Venetia smiled. “Is that what all this storming around is all about? That you don’t get to see enough of Charity?”
“Damn it, she’s my fiancée. I’m not going to carry her off and ruin her, simply because they leave us alone for ten minutes. You’d think the chaperonage would loosen.”
“Why, it does,” Venetia responded teasingly. “Haven’t you realized that you get to dance with her more than twice in an evening without causing a scandal? And you can sit beside her and glower at all the other young men who have the audacity to ask her to dance—which, I might add, I have seen you do on more than one occasion.”
Her teasing remarks won a reluctant smile from Simon. “Oh, yes. That’s a great advantage.” He sighed. “I’m sorry, Venetia. I shouldn’t have dropped all my grievances in your lap. Truly, that wasn’t why I came.”

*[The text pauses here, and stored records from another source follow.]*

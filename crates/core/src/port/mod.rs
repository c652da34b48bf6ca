// Port Layer - Interfaces for external dependencies

pub mod id_provider; // For deterministic testing
pub mod job_handler;
pub mod job_store;
pub mod time_provider;

// Re-exports
pub use id_provider::IdProvider;
pub use job_handler::{HandlerError, JobHandler};
pub use job_store::{JobCounts, JobStore, ReleasedJob, StaleRelease};
pub use time_provider::TimeProvider;
// Time Provider Port (for testability)

/// Time provider interface (allows mocking in tests)
pub trait TimeProvider: Send + Sync {
    /// Get current time in milliseconds since epoch
    fn now_millis(&self) -> i64;
}

/// System time provider (production)
pub struct SystemTimeProvider;

impl TimeProvider for SystemTimeProvider {
    fn now_millis(&self) -> i64 {
        chrono::Utc::now().timestamp_millis()
    }
}

pub mod mocks {
    use super::*;
    use std::sync::atomic::{AtomicI64, Ordering};

    /// Clock that only moves when told to
    pub struct ManualClock {
        now: AtomicI64,
    }

    impl ManualClock {
        pub fn new(start_millis: i64) -> Self {
            Self {
                now: AtomicI64::new(start_millis),
            }
        }

        pub fn advance(&self, millis: i64) {
            self.now.fetch_add(millis, Ordering::SeqCst);
        }

        pub fn set(&self, millis: i64) {
            self.now.store(millis, Ordering::SeqCst);
        }
    }

    impl TimeProvider for ManualClock {
        fn now_millis(&self) -> i64 {
            self.now.load(Ordering::SeqCst)
        }
    }
}
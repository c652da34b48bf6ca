// Job handlers wired into the worker pool
//
// Ranking, topic extraction and cache population live in the dashboard's
// services; the daemon only checks that a payload carries what those
// services need and hands it over.

use async_trait::async_trait;
use newsdesk_core::domain::{Job, QueueKind};
use newsdesk_core::port::{HandlerError, JobHandler};
use serde_json::Value;
use tracing::info;

/// Validates payloads per queue before dispatch
pub struct DispatchHandler;

impl DispatchHandler {
    fn required_field(queue: QueueKind) -> Option<&'static str> {
        match queue {
            QueueKind::Recommendations => Some("user_id"),
            QueueKind::TopicExtraction => Some("article_id"),
            QueueKind::CacheWarming => None,
        }
    }

    fn validate(job: &Job) -> Result<(), HandlerError> {
        let payload = job.payload.as_value();
        if !payload.is_object() {
            return Err(HandlerError::InvalidPayload(format!(
                "{} payload must be an object",
                job.queue
            )));
        }
        if let Some(field) = Self::required_field(job.queue) {
            if payload.get(field).map_or(true, Value::is_null) {
                return Err(HandlerError::InvalidPayload(format!(
                    "{} payload is missing {}",
                    job.queue, field
                )));
            }
        }
        Ok(())
    }
}

#[async_trait]
impl JobHandler for DispatchHandler {
    async fn handle(&self, job: &Job) -> Result<(), HandlerError> {
        Self::validate(job)?;
        info!(
            job_id = %job.id,
            queue = %job.queue,
            attempt = job.attempts_made,
            scheduled = job.schedule_pattern.is_some(),
            "Dispatching job"
        );
        Ok(())
    }
}
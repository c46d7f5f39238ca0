//! Seat rules, availability accounting and visibility scoping for bookings.

pub mod availability;
pub mod scope;
pub mod seat;

pub use availability::SeatAvailability;
pub use seat::{SeatError, SeatLabel};
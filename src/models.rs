use chrono::{DateTime, Utc};
use serde::{Deserialize, Serialize};
use serde_json::Value;
use utoipa::ToSchema;
use uuid::Uuid;

use crate::{
    entity::{
        airplane_types, airplanes, airports, audit_logs, crews, flights, orders, routes, tickets,
        users,
    },
    middleware::auth::ROLE_STAFF,
};

#[derive(Debug, Clone, Serialize, Deserialize, ToSchema)]
pub struct User {
    pub id: Uuid,
    pub email: String,
    pub role: String,
    pub is_staff: bool,
    pub created_at: DateTime<Utc>,
}

#[derive(Debug, Clone, Serialize, Deserialize, ToSchema)]
pub struct Airport {
    pub id: Uuid,
    pub name: String,
    pub closest_big_city: String,
}

#[derive(Debug, Clone, Serialize, Deserialize, ToSchema)]
pub struct Route {
    pub id: Uuid,
    pub source: Uuid,
    pub destination: Uuid,
    pub distance: i32,
}

#[derive(Debug, Clone, Serialize, Deserialize, ToSchema)]
pub struct AirplaneType {
    pub id: Uuid,
    pub name: String,
}

#[derive(Debug, Clone, Serialize, Deserialize, ToSchema)]
pub struct Airplane {
    pub id: Uuid,
    pub name: String,
    pub rows: i32,
    pub seats_in_row: i32,
    pub airplane_type: Uuid,
}

#[derive(Debug, Clone, Serialize, Deserialize, ToSchema)]
pub struct Flight {
    pub id: Uuid,
    pub code: String,
    pub route: Uuid,
    pub airplane: Uuid,
    pub departure_time: DateTime<Utc>,
    pub arrival_time: DateTime<Utc>,
}

#[derive(Debug, Clone, Serialize, Deserialize, ToSchema)]
pub struct Crew {
    pub id: Uuid,
    pub first_name: String,
    pub last_name: String,
}

#[derive(Debug, Clone, Serialize, Deserialize, ToSchema)]
pub struct Order {
    pub id: Uuid,
    pub user: Uuid,
    pub created_at: DateTime<Utc>,
}

#[derive(Debug, Clone, Serialize, Deserialize, ToSchema)]
pub struct Ticket {
    pub id: Uuid,
    pub row: i32,
    pub seat: String,
    pub flight: Uuid,
    pub order: Uuid,
}

#[derive(Debug, Clone, Serialize, Deserialize, ToSchema)]
pub struct AuditLog {
    pub id: Uuid,
    pub user_id: Option<Uuid>,
    pub action: String,
    pub resource: Option<String>,
    pub metadata: Option<Value>,
    pub created_at: DateTime<Utc>,
}

impl From<users::Model> for User {
    fn from(model: users::Model) -> Self {
        Self {
            id: model.id,
            is_staff: model.role == ROLE_STAFF,
            email: model.email,
            role: model.role,
            created_at: model.created_at.with_timezone(&Utc),
        }
    }
}

impl From<airports::Model> for Airport {
    fn from(model: airports::Model) -> Self {
        Self {
            id: model.id,
            name: model.name,
            closest_big_city: model.closest_big_city,
        }
    }
}

impl From<routes::Model> for Route {
    fn from(model: routes::Model) -> Self {
        Self {
            id: model.id,
            source: model.source_id,
            destination: model.destination_id,
            distance: model.distance,
        }
    }
}

impl From<airplane_types::Model> for AirplaneType {
    fn from(model: airplane_types::Model) -> Self {
        Self {
            id: model.id,
            name: model.name,
        }
    }
}

impl From<airplanes::Model> for Airplane {
    fn from(model: airplanes::Model) -> Self {
        Self {
            id: model.id,
            name: model.name,
            rows: model.rows,
            seats_in_row: model.seats_in_row,
            airplane_type: model.airplane_type_id,
        }
    }
}

impl From<flights::Model> for Flight {
    fn from(model: flights::Model) -> Self {
        Self {
            id: model.id,
            code: model.code,
            route: model.route_id,
            airplane: model.airplane_id,
            departure_time: model.departure_time.with_timezone(&Utc),
            arrival_time: model.arrival_time.with_timezone(&Utc),
        }
    }
}

impl From<crews::Model> for Crew {
    fn from(model: crews::Model) -> Self {
        Self {
            id: model.id,
            first_name: model.first_name,
            last_name: model.last_name,
        }
    }
}

impl From<orders::Model> for Order {
    fn from(model: orders::Model) -> Self {
        Self {
            id: model.id,
            user: model.user_id,
            created_at: model.created_at.with_timezone(&Utc),
        }
    }
}

impl From<tickets::Model> for Ticket {
    fn from(model: tickets::Model) -> Self {
        Self {
            id: model.id,
            row: model.row,
            seat: model.seat,
            flight: model.flight_id,
            order: model.order_id,
        }
    }
}

impl From<audit_logs::Model> for AuditLog {
    fn from(model: audit_logs::Model) -> Self {
        Self {
            id: model.id,
            user_id: model.user_id,
            action: model.action,
            resource: model.resource,
            metadata: model.metadata,
            created_at: model.created_at.with_timezone(&Utc),
        }
    }
}
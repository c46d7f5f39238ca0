use serde::Deserialize;
use utoipa::ToSchema;

#[derive(Debug, Deserialize, ToSchema)]
pub struct CreateAirportRequest {
    pub name: String,
    pub closest_big_city: String,
}

#[derive(Debug, Default, Deserialize, ToSchema)]
pub struct UpdateAirportRequest {
    pub name: Option<String>,
    pub closest_big_city: Option<String>,
}
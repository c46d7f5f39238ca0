use sea_orm::entity::prelude::*;

#[derive(Clone, Debug, PartialEq, DeriveEntityModel)]
#[sea_orm(table_name = "users")]
pub struct Model {
    #[sea_orm(primary_key, auto_increment = false)]
    pub id: Uuid,
    #[sea_orm(unique)]
    pub email: String,
    pub password_hash: String,
    pub created_at: DateTimeWithTimeZone,
    pub role: String,
}

#[derive(Copy, Clone, Debug, EnumIter, DeriveRelation)]
pub enum Relation {
    #[sea_orm(has_many = "super::orders::Entity")]
    Orders,
    #[sea_orm(has_many = "super::audit_logs::Entity")]
    AuditLogs,
}

impl Related<super::orders::Entity> for Entity {
    fn to() -> RelationDef {
        Relation::Orders.def()
    }
}

impl Related<super::audit_logs::Entity> for Entity {
    fn to() -> RelationDef {
        Relation::AuditLogs.def()
    }
}

impl ActiveModelBehavior for ActiveModel {}
use argon2::{
    Argon2, PasswordHasher,
    password_hash::{PasswordHash, PasswordVerifier, SaltString},
};
use chrono::{Duration, Utc};
use jsonwebtoken::{EncodingKey, Header, encode};
use password_hash::rand_core::OsRng;
use sea_orm::{ActiveModelTrait, ActiveValue::NotSet, ColumnTrait, EntityTrait, QueryFilter, Set};
use uuid::Uuid;

use crate::{
    audit,
    dto::auth::{Claims, LoginRequest, LoginResponse, RegisterRequest},
    entity::users::{ActiveModel as UserActive, Column as UserCol, Entity as Users},
    error::{AppError, AppResult},
    middleware::auth::ROLE_USER,
    models::User,
    response::{ApiResponse, Meta},
    state::{AppState, AuthSettings},
};

const MIN_PASSWORD_LEN: usize = 8;

pub fn hash_password(password: &str) -> AppResult<String> {
    let salt = SaltString::generate(&mut OsRng);
    let hash = Argon2::default()
        .hash_password(password.as_bytes(), &salt)
        .map_err(|e| AppError::Internal(anyhow::anyhow!(e.to_string())))?
        .to_string();
    Ok(hash)
}

pub fn issue_token(settings: &AuthSettings, user_id: Uuid, role: &str) -> AppResult<String> {
    let expiration = Utc::now()
        .checked_add_signed(Duration::hours(settings.jwt_ttl_hours))
        .ok_or_else(|| AppError::Internal(anyhow::anyhow!("Failed to set expiration")))?;

    let claims = Claims {
        sub: user_id.to_string(),
        role: role.to_string(),
        exp: expiration.timestamp() as usize,
    };

    encode(
        &Header::default(),
        &claims,
        &EncodingKey::from_secret(settings.jwt_secret.as_bytes()),
    )
    .map_err(|e| AppError::Internal(anyhow::anyhow!(e.to_string())))
}

fn normalize_email(email: &str) -> AppResult<String> {
    let email = email.trim().to_lowercase();
    match email.split_once('@') {
        Some((local, domain)) if !local.is_empty() && domain.contains('.') => Ok(email),
        _ => Err(AppError::validation("email", "Enter a valid email address.")),
    }
}

pub async fn register_user(
    state: &AppState,
    payload: RegisterRequest,
) -> AppResult<ApiResponse<User>> {
    let RegisterRequest { email, password } = payload;
    let email = normalize_email(&email)?;
    if password.chars().count() < MIN_PASSWORD_LEN {
        return Err(AppError::validation(
            "password",
            format!("Ensure this field has at least {MIN_PASSWORD_LEN} characters."),
        ));
    }

    let exists = Users::find()
        .filter(UserCol::Email.eq(email.as_str()))
        .one(&state.orm)
        .await?;
    if exists.is_some() {
        return Err(AppError::BadRequest("Email is already taken".to_string()));
    }

    let user = UserActive {
        id: Set(Uuid::new_v4()),
        email: Set(email),
        password_hash: Set(hash_password(&password)?),
        role: Set(ROLE_USER.to_string()),
        created_at: NotSet,
    }
    .insert(&state.orm)
    .await?;

    audit::record(
        &state.pool,
        Some(user.id),
        "user_register",
        "users",
        serde_json::json!({ "user_id": user.id }),
    )
    .await;

    Ok(ApiResponse::success("User created", User::from(user), None))
}

pub async fn login_user(
    state: &AppState,
    payload: LoginRequest,
) -> AppResult<ApiResponse<LoginResponse>> {
    let LoginRequest { email, password } = payload;
    let invalid = || AppError::BadRequest("Invalid email or password".into());

    let user = Users::find()
        .filter(UserCol::Email.eq(email.trim().to_lowercase()))
        .one(&state.orm)
        .await?
        .ok_or_else(invalid)?;

    let parsed_hash = PasswordHash::new(&user.password_hash)
        .map_err(|_| AppError::Internal(anyhow::anyhow!("Invalid password hash")))?;
    if Argon2::default()
        .verify_password(password.as_bytes(), &parsed_hash)
        .is_err()
    {
        return Err(invalid());
    }

    let token = issue_token(&state.auth, user.id, &user.role)?;

    audit::record(
        &state.pool,
        Some(user.id),
        "user_login",
        "users",
        serde_json::json!({ "user_id": user.id }),
    )
    .await;

    Ok(ApiResponse::success(
        "Logged in",
        LoginResponse {
            token: format!("Bearer {}", token),
        },
        Some(Meta::empty()),
    ))
}

#[cfg(test)]
mod tests {
    use crate::middleware::auth::decode_token;

    use super::*;

    fn settings() -> AuthSettings {
        AuthSettings {
            jwt_secret: "test-secret".into(),
            jwt_ttl_hours: 1,
        }
    }

    #[test]
    fn issued_tokens_decode_to_the_same_caller() {
        let user_id = Uuid::new_v4();
        let token = issue_token(&settings(), user_id, "staff").unwrap();
        let caller = decode_token(&token, "test-secret").unwrap();
        assert_eq!(caller.user_id, user_id);
        assert!(caller.is_staff());
    }

    #[test]
    fn tokens_signed_with_another_secret_are_rejected() {
        let token = issue_token(&settings(), Uuid::new_v4(), "user").unwrap();
        assert!(matches!(
            decode_token(&token, "other-secret"),
            Err(AppError::Unauthorized(_))
        ));
    }

    #[test]
    fn emails_are_normalized() {
        assert_eq!(
            normalize_email("  User1@Example.COM ").unwrap(),
            "user1@example.com"
        );
        assert!(normalize_email("not-an-email").is_err());
        assert!(normalize_email("@example.com").is_err());
    }
}
use sea_orm::entity::prelude::*;

#[derive(Clone, Debug, PartialEq, DeriveEntityModel)]
#[sea_orm(table_name = "routes")]
pub struct Model {
    #[sea_orm(primary_key, auto_increment = false)]
    pub id: Uuid,
    pub source_id: Uuid,
    pub destination_id: Uuid,
    pub distance: i32,
}

// Both ends point at `airports`, so there is no single `Related<airports::Entity>` impl;
// join through `Relation::Source` or `Relation::Destination` explicitly.
#[derive(Copy, Clone, Debug, EnumIter, DeriveRelation)]
pub enum Relation {
    #[sea_orm(
        belongs_to = "super::airports::Entity",
        from = "Column::SourceId",
        to = "super::airports::Column::Id",
        on_delete = "Cascade"
    )]
    Source,
    #[sea_orm(
        belongs_to = "super::airports::Entity",
        from = "Column::DestinationId",
        to = "super::airports::Column::Id",
        on_delete = "Cascade"
    )]
    Destination,
    #[sea_orm(has_many = "super::flights::Entity")]
    Flights,
}

impl Related<super::flights::Entity> for Entity {
    fn to() -> RelationDef {
        Relation::Flights.def()
    }
}

impl ActiveModelBehavior for ActiveModel {}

“No? But that’s what a sister is for, isn’t it?”
“Is it?” Simon stood up and walked across the room to her. “That must be why you are such an admirable sister.” He reached down and took her hands, pulling her up from the chair. “Come, say goodbye to me. I have to be on my way. That’s why I came—to tell you that I’m leaving for the country for a few weeks.”
“Ah,” Venetia said knowingly. “I see.”
“See what?”
“All this grumbling about your engagement. Your impending marriage has driven you to seek the solitude of Deerfield Park.”
“The marriage that isn’t impending soon enough is driving me,” Simon told her.
“Well, the waiting will be over eventually,” Venetia said, comfortingly.
“I’ve gotten Lytton to reduce the engagement to six months.”
“That will be over in a flash!”
“Hardly.”
“Yes, it will.” Venetia linked her arm through her brother’s, and they began to walk toward the
door. “You’ll see. Why, it’s been nearly a month already, and by the time you get back from the country, the day will be practically upon you. And there will be the wedding preparations to pass the time.”
“I’m afraid I have little to do with that.”
“That’s true. Well, the honeymoon to plan, then.”
Simon smiled faintly, his mind turning to the prospect of a long journey alone with Charity. He would have to make sure that it was adequately long—perhaps a trip to Italy. He thought of the train ride across Europe, the two of them locked in their compartment, the wheels clicking rhythmically beneath them as they lay stretched out on their bed together.
As they stepped out into the better-lit hall, Simon glanced down at his sister and stopped abruptly. “You’ve been crying.”
Venetia immediately put her hands up to her face. “Oh, dear. Are my eyes so red, then?”
“Enough to show that you’ve been crying. Besides, there are tearstains on your cheeks. And here I’ve been going on like a fool about my problems, none of which would merit crying over. What is it, Venny?”
Venetia tried to smile. “Nothing. You just caught me in one of those silly moods, I’m afraid. I’m just…a little blue. It’s really nothing.”
“Nothing? You closeted yourself in your room with all the curtains closed tight, and cried so hard I can still see it. I don’t think it’s ‘nothing.’”
Simon turned and pulled her back into her bedroom, closing the door behind him. “All right. Now tell me what’s wrong. You haven’t been yourself for two weeks or more. Even I have noticed it. You look pale and distracted every time I see you, yet you always say there’s nothing wrong with you. I’m sure George has noticed it, too. Have you at least confided in him?”
“George?” Venetia looked horrified, and shook her head quickly. “No! Goodness, no, I couldn’t!”
“Couldn’t tell your own husband? Nor your brother?”
“I can’t tell anyone!” Venetia blurted out, and began to cry again.
“Here. I’m sorry. Venetia, please.” Simon shifted nervously, appalled by the emotional storm he’d unleashed. “Don’t cry. It can’t be that bad.”